La Procura di Palermo ha definito la rete di copertura di Messina Denaro “borghesia mafiosa”. “Come per tutti i latitanti non mi stupirei se nel tempo emergesse che qualche figura di alto livello lo ha protetto: la storia della mafia è piena di questi legami”, dichiara il magistrato Nino Di Matteo. E continua: “Da uomo di Stato mi vergogno di questi trent’anni di silenzio”. In una recente intervista il magistrato richiama alla memoria una memorabile inchiesta portata avanti dai deputati Sonnino e Franchetti nell’anno 1876 dal titolo “La Sicilia nel 1876”. Quell’inchiesta è finita con un nulla di fatto.
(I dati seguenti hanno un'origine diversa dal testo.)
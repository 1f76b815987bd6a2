//! # REST Handlers
//!
//! Request/response types and axum handlers.

use crate::application::error::AggregationError;
use crate::application::services::{QuoteAggregationEngine, RankedQuote};
use crate::domain::entities::{Address, CarrierFailure, Dimensions, Package, ShipmentRequest};
use crate::domain::value_objects::{Currency, LengthUnit, PackageType, WeightUnit};
use axum::Json;
use axum::extract::State;
use axum::http::StatusCode;
use axum::response::{IntoResponse, Response};
use chrono::NaiveDate;
use rust_decimal::Decimal;
use serde::{Deserialize, Serialize};
use serde_json::json;
use std::sync::Arc;
use std::time::Instant;

/// Shared handler state.
#[derive(Debug, Clone)]
pub struct AppState {
    /// The aggregation facade.
    pub engine: Arc<QuoteAggregationEngine>,
    /// Address every shipment leaves from.
    pub origin: Arc<Address>,
    /// Package used when a request names none.
    pub default_package: Arc<Package>,
    /// Process start, for uptime reporting.
    pub start_time: Instant,
}

impl AppState {
    /// Creates handler state.
    #[must_use]
    pub fn new(engine: Arc<QuoteAggregationEngine>, origin: Address, default_package: Package) -> Self {
        Self {
            engine,
            origin: Arc::new(origin),
            default_package: Arc::new(default_package),
            start_time: Instant::now(),
        }
    }
}

/// Body of `POST /api/v1/shipments/cheapest-quote`: the recipient.
#[derive(Debug, Clone, Default, Deserialize)]
#[serde(rename_all = "camelCase", default)]
pub struct CheapestQuoteRequest {
    /// Recipient name.
    pub name: String,
    /// Recipient company.
    pub company: String,
    /// Recipient email.
    pub email: String,
    /// Recipient phone.
    pub phone: String,
    /// Street name.
    pub street_name: String,
    /// Street number.
    pub street_number: String,
    /// Colony (district).
    pub colony: String,
    /// City.
    pub city: String,
    /// State name, e.g. `"Jalisco"`.
    pub state: String,
    /// Postal code.
    pub postal_code: String,
    /// Packages; the configured default package when empty.
    pub packages: Vec<PackageRequest>,
    /// Quote currency; MXN when absent.
    pub currency: Option<Currency>,
    /// Number of quotes wanted; the configured K when absent.
    pub top_k: Option<usize>,
}

impl CheapestQuoteRequest {
    /// Builds the canonical request from `origin` to this recipient.
    #[must_use]
    pub fn into_shipment(self, origin: &Address, default_package: &Package) -> ShipmentRequest {
        let destination = Address {
            name: self.name,
            company: self.company,
            email: self.email,
            phone: self.phone,
            street: self.street_name,
            number: self.street_number,
            district: self.colony,
            city: self.city,
            state: self.state,
            country: "MX".to_string(),
            postal_code: self.postal_code,
            reference: String::new(),
        };

        let packages: Vec<Package> = if self.packages.is_empty() {
            vec![default_package.clone()]
        } else {
            self.packages.into_iter().map(Package::from).collect()
        };

        ShipmentRequest::builder(origin.clone(), destination)
            .packages(packages)
            .currency(self.currency.unwrap_or_default())
            .build()
    }
}

/// One package as sent by API clients.
#[derive(Debug, Clone, Deserialize)]
#[serde(rename_all = "camelCase")]
pub struct PackageRequest {
    /// Content description.
    #[serde(default)]
    pub content: String,
    /// Number of identical packages.
    #[serde(default = "one")]
    pub amount: u32,
    /// Packaging.
    #[serde(default, rename = "type")]
    pub package_type: PackageType,
    /// Weight.
    pub weight: Decimal,
    /// Weight unit.
    #[serde(default)]
    pub weight_unit: WeightUnit,
    /// Length unit.
    #[serde(default)]
    pub length_unit: LengthUnit,
    /// Outer dimensions.
    pub dimensions: Dimensions,
    /// Declared value.
    #[serde(default)]
    pub declared_value: Decimal,
    /// Insured amount.
    #[serde(default)]
    pub insurance: Decimal,
}

fn one() -> u32 {
    1
}

impl From<PackageRequest> for Package {
    fn from(p: PackageRequest) -> Self {
        Package::new(p.weight, p.dimensions)
            .with_content(p.content)
            .with_amount(p.amount)
            .with_package_type(p.package_type)
            .with_units(p.weight_unit, p.length_unit)
            .with_declared_value(p.declared_value)
            .with_insurance(p.insurance)
    }
}

/// One ranked quote in a response.
#[derive(Debug, Clone, PartialEq, Serialize)]
#[serde(rename_all = "camelCase")]
pub struct QuoteResponse {
    /// Position in the ranking, 1 = best.
    pub rank: usize,
    /// Carrier id.
    pub carrier: String,
    /// Carrier service id.
    pub service: String,
    /// Human-readable service name.
    pub service_description: String,
    /// Total price.
    #[serde(with = "rust_decimal::serde::float")]
    pub total_price: Decimal,
    /// ISO 4217 currency code.
    pub currency: String,
    /// Carrier's delivery wording.
    #[serde(skip_serializing_if = "Option::is_none")]
    pub delivery_estimate: Option<String>,
    /// Business days until delivery.
    #[serde(skip_serializing_if = "Option::is_none")]
    pub delivery_days: Option<u32>,
    /// Expected delivery date.
    #[serde(skip_serializing_if = "Option::is_none")]
    pub delivery_date: Option<NaiveDate>,
}

impl From<&RankedQuote> for QuoteResponse {
    fn from(ranked: &RankedQuote) -> Self {
        let quote = &ranked.quote;
        let window = quote.delivery_window();
        Self {
            rank: ranked.rank,
            carrier: quote.carrier_id().to_string(),
            service: quote.service_id().to_string(),
            service_description: quote.service_description().to_string(),
            total_price: quote.total_price().amount(),
            currency: quote.total_price().currency().to_string(),
            delivery_estimate: window.and_then(|w| w.description.clone()),
            delivery_days: window.and_then(|w| w.business_days),
            delivery_date: window.and_then(|w| w.date),
        }
    }
}

/// Error body.
#[derive(Debug, Clone, Serialize)]
pub struct ErrorResponse {
    /// What went wrong.
    pub error: String,
    /// Per-carrier failures when every carrier failed.
    #[serde(skip_serializing_if = "Vec::is_empty")]
    pub failures: Vec<CarrierFailure>,
}

/// Handler error mapped onto HTTP statuses.
#[derive(Debug)]
pub struct ApiError(pub AggregationError);

impl From<AggregationError> for ApiError {
    fn from(error: AggregationError) -> Self {
        Self(error)
    }
}

impl ApiError {
    /// Returns the HTTP status for this error.
    #[must_use]
    pub fn status(&self) -> StatusCode {
        match &self.0 {
            AggregationError::Validation(_) => StatusCode::UNPROCESSABLE_ENTITY,
            AggregationError::AllFailed { .. } => StatusCode::BAD_GATEWAY,
            AggregationError::Internal(_) => StatusCode::INTERNAL_SERVER_ERROR,
        }
    }
}

impl IntoResponse for ApiError {
    fn into_response(self) -> Response {
        let status = self.status();
        let body = match self.0 {
            AggregationError::AllFailed { failures } => ErrorResponse {
                error: "failed to get any quotes".to_string(),
                failures,
            },
            AggregationError::Internal(_) => ErrorResponse {
                error: "internal error".to_string(),
                failures: Vec::new(),
            },
            other => ErrorResponse {
                error: other.to_string(),
                failures: Vec::new(),
            },
        };
        (status, Json(body)).into_response()
    }
}

/// `POST /api/v1/shipments/cheapest-quote`
///
/// # Errors
///
/// `422` for invalid requests, `502` when every carrier failed, `500` for
/// internal faults.
pub async fn cheapest_quote_handler(
    State(state): State<AppState>,
    Json(body): Json<CheapestQuoteRequest>,
) -> Result<Json<Vec<QuoteResponse>>, ApiError> {
    let config = state.engine.config();
    let top_k = body.top_k.unwrap_or(config.top_k);
    let request = body.into_shipment(&state.origin, &state.default_package);

    let result = state
        .engine
        .get_ranked_quotes(&request, &config.carriers, top_k, config.deadline())
        .await?;

    Ok(Json(
        result.ranked_quotes.iter().map(QuoteResponse::from).collect(),
    ))
}

/// `GET /api/v1/health`
pub async fn health_handler(State(state): State<AppState>) -> Json<serde_json::Value> {
    Json(json!({
        "status": "ok",
        "carriers": state.engine.config().carriers.len(),
        "ranking": state.engine.ranking_strategy_name(),
        "uptime_secs": state.start_time.elapsed().as_secs(),
    }))
}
Sono trascorsi circa 150 anni dalla pubblicazione di questo rapporto e sembra scritto ieri. Franchetti indicava nella mafia una “industria della violenza” praticata soprattutto dai “facinorosi della classe media” divenuti “una classe con industria ed interessi suoi propri, una forza sociale di per sé stante“, la cui sussistenza e il cui sviluppo andavano ricercati proprio nella classe dominante. Si mise in luce la contraddizione nell’azione dello Stato unitario che era “efficacissima e pronta contro i disordini popolari”, ma “miseramente impotente” contro fenomeni come il brigantaggio e la mafia fondati “sopra la classe abbiente, o almeno sopra la parte dominante di essa”.
Riportiamo il capitolo n. 5 dell’inchiesta: “Caratteri della Classe dominante”.
«E quella medesima classe abbiente che mostra una pazienza così mansueta di fronte ad un’accozzaglia di malfattori volgari, che riconosce in loro una forza da rispettarsi, e un interesse da tenersi in conto nelle relazioni sociali, si compone in parte della gente in Europa più gelosa dei privilegi e della potenza che dà, in Sicilia, ancora più che altrove, il nome e la ricchezza; più appassionatamente ambiziosa di prepotere; più impaziente delle ingiurie; più aspra nelle gare di potere, d’influenza ed anche di guadagno; più implacabile negli odi, più feroce nelle vendette, così di fronte ai suoi pari come di fronte a quei facinorosi, che sembrano padroni assoluti di tutto e di tutti nella provincia. Si racconta per esempio di un ricco signore siciliano il quale passando in carrozza per una strada dei dintorni di Palermo, si sentì ad un tratto tirare addosso di dietro ad un muro, un 12 o 14 schioppettate e scampò illeso per miracolo. Gli autori del tentato assassinio non furono mai scoperti; però, pochi mesi dopo, sarebbero stati tutti uccisi. Gli stessi mezzi energici ed efficaci sono pronti ai bisogni di ogni interesse e di ogni passione. La storia degli odii ereditari tra famiglie, delle loro rivalità, delle loro gare nel contendersi l’onnipotenza nel loro Comune, fornirebbe argomento ad una biblioteca di tragedie. Poco tempo addietro, in un paese vicino a Palermo scoppiò una specie di guerra civile fra i partiti delle due famiglie che si contendevano il primato: l’uccisione di un membro di un partito era prontamente vendicata con un omicidio a danno del partito contrario. In un anno vi seguirono fino a 35 omicidii».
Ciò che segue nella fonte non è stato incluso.